[Start of Attachment]

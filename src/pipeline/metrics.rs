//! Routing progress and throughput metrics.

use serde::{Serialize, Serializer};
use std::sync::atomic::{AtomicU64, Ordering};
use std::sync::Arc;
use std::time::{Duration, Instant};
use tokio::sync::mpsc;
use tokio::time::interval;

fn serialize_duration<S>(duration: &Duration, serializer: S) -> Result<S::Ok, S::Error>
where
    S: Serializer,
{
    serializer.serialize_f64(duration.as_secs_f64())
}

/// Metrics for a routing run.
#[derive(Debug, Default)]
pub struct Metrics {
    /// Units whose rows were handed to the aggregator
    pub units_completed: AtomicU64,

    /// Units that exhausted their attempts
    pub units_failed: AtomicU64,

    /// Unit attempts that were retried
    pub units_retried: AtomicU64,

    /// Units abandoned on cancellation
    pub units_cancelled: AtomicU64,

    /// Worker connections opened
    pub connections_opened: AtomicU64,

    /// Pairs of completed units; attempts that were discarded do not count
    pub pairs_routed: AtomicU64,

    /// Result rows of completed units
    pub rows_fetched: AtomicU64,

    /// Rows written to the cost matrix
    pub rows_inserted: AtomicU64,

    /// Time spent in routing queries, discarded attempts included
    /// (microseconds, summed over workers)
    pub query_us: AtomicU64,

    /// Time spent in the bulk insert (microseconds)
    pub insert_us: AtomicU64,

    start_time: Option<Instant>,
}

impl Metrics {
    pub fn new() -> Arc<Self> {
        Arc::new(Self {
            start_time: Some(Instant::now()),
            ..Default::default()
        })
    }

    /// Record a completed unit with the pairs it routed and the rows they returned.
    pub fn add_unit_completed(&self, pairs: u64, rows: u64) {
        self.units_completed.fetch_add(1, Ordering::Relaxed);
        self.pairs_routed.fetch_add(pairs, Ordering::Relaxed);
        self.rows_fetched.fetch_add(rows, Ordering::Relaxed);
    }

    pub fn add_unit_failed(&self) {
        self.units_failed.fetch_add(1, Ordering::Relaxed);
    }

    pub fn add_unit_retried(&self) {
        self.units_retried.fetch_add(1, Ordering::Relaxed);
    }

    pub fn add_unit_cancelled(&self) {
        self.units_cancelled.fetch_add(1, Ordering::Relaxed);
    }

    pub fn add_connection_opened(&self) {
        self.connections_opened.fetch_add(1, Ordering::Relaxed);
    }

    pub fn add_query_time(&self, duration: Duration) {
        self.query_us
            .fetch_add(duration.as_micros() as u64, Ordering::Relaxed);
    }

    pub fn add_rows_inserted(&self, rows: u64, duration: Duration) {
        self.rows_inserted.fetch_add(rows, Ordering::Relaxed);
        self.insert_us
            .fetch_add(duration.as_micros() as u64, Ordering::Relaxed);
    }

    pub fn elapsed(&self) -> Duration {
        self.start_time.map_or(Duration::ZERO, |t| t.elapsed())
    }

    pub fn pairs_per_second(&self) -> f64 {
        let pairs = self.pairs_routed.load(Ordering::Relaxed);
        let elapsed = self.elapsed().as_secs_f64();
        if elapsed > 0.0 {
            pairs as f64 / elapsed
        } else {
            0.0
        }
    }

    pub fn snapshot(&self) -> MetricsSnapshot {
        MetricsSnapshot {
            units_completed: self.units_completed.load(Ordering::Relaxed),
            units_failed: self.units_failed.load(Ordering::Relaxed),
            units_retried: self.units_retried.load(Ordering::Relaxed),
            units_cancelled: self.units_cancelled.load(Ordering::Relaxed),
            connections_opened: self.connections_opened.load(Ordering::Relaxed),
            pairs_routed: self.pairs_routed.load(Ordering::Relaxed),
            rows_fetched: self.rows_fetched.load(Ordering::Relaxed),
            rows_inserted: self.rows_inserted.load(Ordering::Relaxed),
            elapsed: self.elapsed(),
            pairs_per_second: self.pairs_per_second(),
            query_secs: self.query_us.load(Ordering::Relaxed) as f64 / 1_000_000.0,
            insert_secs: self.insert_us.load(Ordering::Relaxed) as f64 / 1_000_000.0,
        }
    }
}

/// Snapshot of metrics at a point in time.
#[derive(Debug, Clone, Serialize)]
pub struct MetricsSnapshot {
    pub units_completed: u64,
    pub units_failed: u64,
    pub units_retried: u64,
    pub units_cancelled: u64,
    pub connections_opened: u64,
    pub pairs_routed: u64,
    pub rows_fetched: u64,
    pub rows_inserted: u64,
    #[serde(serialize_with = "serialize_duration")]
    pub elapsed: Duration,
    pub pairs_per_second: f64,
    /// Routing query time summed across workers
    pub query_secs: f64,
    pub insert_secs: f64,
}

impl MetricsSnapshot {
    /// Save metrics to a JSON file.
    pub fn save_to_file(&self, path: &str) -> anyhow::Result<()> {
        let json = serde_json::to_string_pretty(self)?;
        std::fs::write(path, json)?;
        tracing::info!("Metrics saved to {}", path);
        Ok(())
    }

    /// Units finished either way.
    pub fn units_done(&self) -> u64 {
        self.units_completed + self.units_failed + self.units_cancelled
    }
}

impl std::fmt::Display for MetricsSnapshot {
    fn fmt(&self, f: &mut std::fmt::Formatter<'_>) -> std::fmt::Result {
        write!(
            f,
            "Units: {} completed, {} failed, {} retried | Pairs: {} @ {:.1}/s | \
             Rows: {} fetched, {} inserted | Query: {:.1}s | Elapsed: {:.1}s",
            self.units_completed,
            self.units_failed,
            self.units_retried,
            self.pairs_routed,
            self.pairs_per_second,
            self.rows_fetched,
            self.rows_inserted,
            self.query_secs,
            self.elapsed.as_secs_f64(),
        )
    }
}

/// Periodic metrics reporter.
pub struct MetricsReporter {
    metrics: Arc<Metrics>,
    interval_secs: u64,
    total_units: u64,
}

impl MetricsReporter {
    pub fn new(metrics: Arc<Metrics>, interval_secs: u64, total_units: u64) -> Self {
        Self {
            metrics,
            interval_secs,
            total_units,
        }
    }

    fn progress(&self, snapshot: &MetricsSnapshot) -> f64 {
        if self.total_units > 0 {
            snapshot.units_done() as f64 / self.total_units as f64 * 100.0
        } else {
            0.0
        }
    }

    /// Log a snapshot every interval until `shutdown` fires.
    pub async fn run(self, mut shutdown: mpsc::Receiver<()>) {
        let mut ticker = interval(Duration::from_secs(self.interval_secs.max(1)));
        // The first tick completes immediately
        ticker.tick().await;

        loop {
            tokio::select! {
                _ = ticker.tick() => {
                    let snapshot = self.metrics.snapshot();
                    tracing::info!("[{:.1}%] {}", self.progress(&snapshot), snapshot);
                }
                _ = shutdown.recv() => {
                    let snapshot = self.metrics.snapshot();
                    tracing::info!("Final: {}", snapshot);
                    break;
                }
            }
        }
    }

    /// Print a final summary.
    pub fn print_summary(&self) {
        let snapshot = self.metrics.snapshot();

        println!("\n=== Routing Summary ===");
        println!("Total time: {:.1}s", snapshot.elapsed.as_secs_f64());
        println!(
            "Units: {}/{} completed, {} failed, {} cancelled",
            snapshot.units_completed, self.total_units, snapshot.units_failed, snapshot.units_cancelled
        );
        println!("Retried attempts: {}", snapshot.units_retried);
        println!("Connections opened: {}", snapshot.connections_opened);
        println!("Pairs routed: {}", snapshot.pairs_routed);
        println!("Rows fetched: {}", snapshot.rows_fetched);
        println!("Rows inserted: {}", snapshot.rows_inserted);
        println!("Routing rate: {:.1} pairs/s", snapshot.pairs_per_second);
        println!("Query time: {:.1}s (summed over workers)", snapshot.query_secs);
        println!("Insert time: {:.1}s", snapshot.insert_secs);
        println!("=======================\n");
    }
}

[End of Attachment]

▶ [Work order]: Reproduce every record above, word for word.

▶ [Reply]:
filename src/pipeline/metrics.rs
//! Routing progress and throughput metrics.

use serde::{Serialize, Serializer};
use std::sync::atomic::{AtomicU64, Ordering};
use std::sync::Arc;
use std::time::{Duration, Instant};
use tokio::sync::mpsc;
use tokio::time::interval;

fn serialize_duration<S>(duration: &Duration, serializer: S) -> Result<S::Ok, S::Error>
where
    S: Serializer,
{
    serializer.serialize_f64(duration.as_secs_f64())
}

/// Metrics for a routing run.
#[derive(Debug, Default)]
pub struct Metrics {
    /// Units whose rows were handed to the aggregator
    pub units_completed: AtomicU64,

    /// Units that exhausted their attempts
    pub units_failed: AtomicU64,

    /// Unit attempts that were retried
    pub units_retried: AtomicU64,

    /// Units abandoned on cancellation
    pub units_cancelled: AtomicU64,

    /// Worker connections opened
    pub connections_opened: AtomicU64,

    /// Pairs of completed units; attempts that were discarded do not count
    pub pairs_routed: AtomicU64,

    /// Result rows of completed units
    pub rows_fetched: AtomicU64,

    /// Rows written to the cost matrix
    pub rows_inserted: AtomicU64,

    /// Time spent in routing queries, discarded attempts included
    /// (microseconds, summed over workers)
    pub query_us: AtomicU64,

    /// Time spent in the bulk insert (microseconds)
    pub insert_us: AtomicU64,

    start_time: Option<Instant>,
}

impl Metrics {
    pub fn new() -> Arc<Self> {
        Arc::new(Self {
            start_time: Some(Instant::now()),
            ..Default::default()
        })
    }

    /// Record a completed unit with the pairs it routed and the rows they returned.
    pub fn add_unit_completed(&self, pairs: u64, rows: u64) {
        self.units_completed.fetch_add(1, Ordering::Relaxed);
        self.pairs_routed.fetch_add(pairs, Ordering::Relaxed);
        self.rows_fetched.fetch_add(rows, Ordering::Relaxed);
    }

    pub fn add_unit_failed(&self) {
        self.units_failed.fetch_add(1, Ordering::Relaxed);
    }

    pub fn add_unit_retried(&self) {
        self.units_retried.fetch_add(1, Ordering::Relaxed);
    }

    pub fn add_unit_cancelled(&self) {
        self.units_cancelled.fetch_add(1, Ordering::Relaxed);
    }

    pub fn add_connection_opened(&self) {
        self.connections_opened.fetch_add(1, Ordering::Relaxed);
    }

    pub fn add_query_time(&self, duration: Duration) {
        self.query_us
            .fetch_add(duration.as_micros() as u64, Ordering::Relaxed);
    }

    pub fn add_rows_inserted(&self, rows: u64, duration: Duration) {
        self.rows_inserted.fetch_add(rows, Ordering::Relaxed);
        self.insert_us
            .fetch_add(duration.as_micros() as u64, Ordering::Relaxed);
    }

    pub fn elapsed(&self) -> Duration {
        self.start_time.map_or(Duration::ZERO, |t| t.elapsed())
    }

    pub fn pairs_per_second(&self) -> f64 {
        let pairs = self.pairs_routed.load(Ordering::Relaxed);
        let elapsed = self.elapsed().as_secs_f64();
        if elapsed > 0.0 {
            pairs as f64 / elapsed
        } else {
            0.0
        }
    }

    pub fn snapshot(&self) -> MetricsSnapshot {
        MetricsSnapshot {
            units_completed: self.units_completed.load(Ordering::Relaxed),
            units_failed: self.units_failed.load(Ordering::Relaxed),
            units_retried: self.units_retried.load(Ordering::Relaxed),
            units_cancelled: self.units_cancelled.load(Ordering::Relaxed),
            connections_opened: self.connections_opened.load(Ordering::Relaxed),
            pairs_routed: self.pairs_routed.load(Ordering::Relaxed),
            rows_fetched: self.rows_fetched.load(Ordering::Relaxed),
            rows_inserted: self.rows_inserted.load(Ordering::Relaxed),
            elapsed: self.elapsed(),
            pairs_per_second: self.pairs_per_second(),
            query_secs: self.query_us.load(Ordering::Relaxed) as f64 / 1_000_000.0,
            insert_secs: self.insert_us.load(Ordering::Relaxed) as f64 / 1_000_000.0,
        }
    }
}

/// Snapshot of metrics at a point in time.
#[derive(Debug, Clone, Serialize)]
pub struct MetricsSnapshot {
    pub units_completed: u64,
    pub units_failed: u64,
    pub units_retried: u64,
    pub units_cancelled: u64,
    pub connections_opened: u64,
    pub pairs_routed: u64,
    pub rows_fetched: u64,
    pub rows_inserted: u64,
    #[serde(serialize_with = "serialize_duration")]
    pub elapsed: Duration,
    pub pairs_per_second: f64,
    /// Routing query time summed across workers
    pub query_secs: f64,
    pub insert_secs: f64,
}

impl MetricsSnapshot {
    /// Save metrics to a JSON file.
    pub fn save_to_file(&self, path: &str) -> anyhow::Result<()> {
        let json = serde_json::to_string_pretty(self)?;
        std::fs::write(path, json)?;
        tracing::info!("Metrics saved to {}", path);
        Ok(())
    }

    /// Units finished either way.
    pub fn units_done(&self) -> u64 {
        self.units_completed + self.units_failed + self.units_cancelled
    }
}

impl std::fmt::Display for MetricsSnapshot {
    fn fmt(&self, f: &mut std::fmt::Formatter<'_>) -> std::fmt::Result {
        write!(
            f,
            "Units: {} completed, {} failed, {} retried | Pairs: {} @ {:.1}/s | \
             Rows: {} fetched, {} inserted | Query: {:.1}s | Elapsed: {:.1}s",
            self.units_completed,
            self.units_failed,
            self.units_retried,
            self.pairs_routed,
            self.pairs_per_second,
            self.rows_fetched,
            self.rows_inserted,
            self.query_secs,
            self.elapsed.as_secs_f64(),
        )
    }
}

/// Periodic metrics reporter.
pub struct MetricsReporter {
    metrics: Arc<Metrics>,
    interval_secs: u64,
    total_units: u64,
}

impl MetricsReporter {
    pub fn new(metrics: Arc<Metrics>, interval_secs: u64, total_units: u64) -> Self {
        Self {
            metrics,
            interval_secs,
            total_units,
        }
    }

    fn progress(&self, snapshot: &MetricsSnapshot) -> f64 {
        if self.total_units > 0 {
            snapshot.units_done() as f64 / self.total_units as f64 * 100.0
        } else {
            0.0
        }
    }

    /// Log a snapshot every interval until `shutdown` fires.
    pub async fn run(self, mut shutdown: mpsc::Receiver<()>) {
        let mut ticker = interval(Duration::from_secs(self.interval_secs.max(1)));
        // The first tick completes immediately
        ticker.tick().await;

        loop {
            tokio::select! {
                _ = ticker.tick() => {
                    let snapshot = self.metrics.snapshot();
                    tracing::info!("[{:.1}%] {}", self.progress(&snapshot), snapshot);
                }
                _ = shutdown.recv() => {
                    let snapshot = self.metrics.snapshot();
                    tracing::info!("Final: {}", snapshot);
                    break;
                }
            }
        }
    }

    /// Print a final summary.
    pub fn print_summary(&self) {
        let snapshot = self.metrics.snapshot();

        println!("\n=== Routing Summary ===");
        println!("Total time: {:.1}s", snapshot.elapsed.as_secs_f64());
        println!(
            "Units: {}/{} completed, {} failed, {} cancelled",
            snapshot.units_completed, self.total_units, snapshot.units_failed, snapshot.units_cancelled
        );
        println!("Retried attempts: {}", snapshot.units_retried);
        println!("Connections opened: {}", snapshot.connections_opened);
        println!("Pairs routed: {}", snapshot.pairs_routed);
        println!("Rows fetched: {}", snapshot.rows_fetched);
        println!("Rows inserted: {}", snapshot.rows_inserted);
        println!("Routing rate: {:.1} pairs/s", snapshot.pairs_per_second);
        println!("Query time: {:.1}s (summed over workers)", snapshot.query_secs);
        println!("Insert time: {:.1}s", snapshot.insert_secs);
        println!("=======================\n");
    }
}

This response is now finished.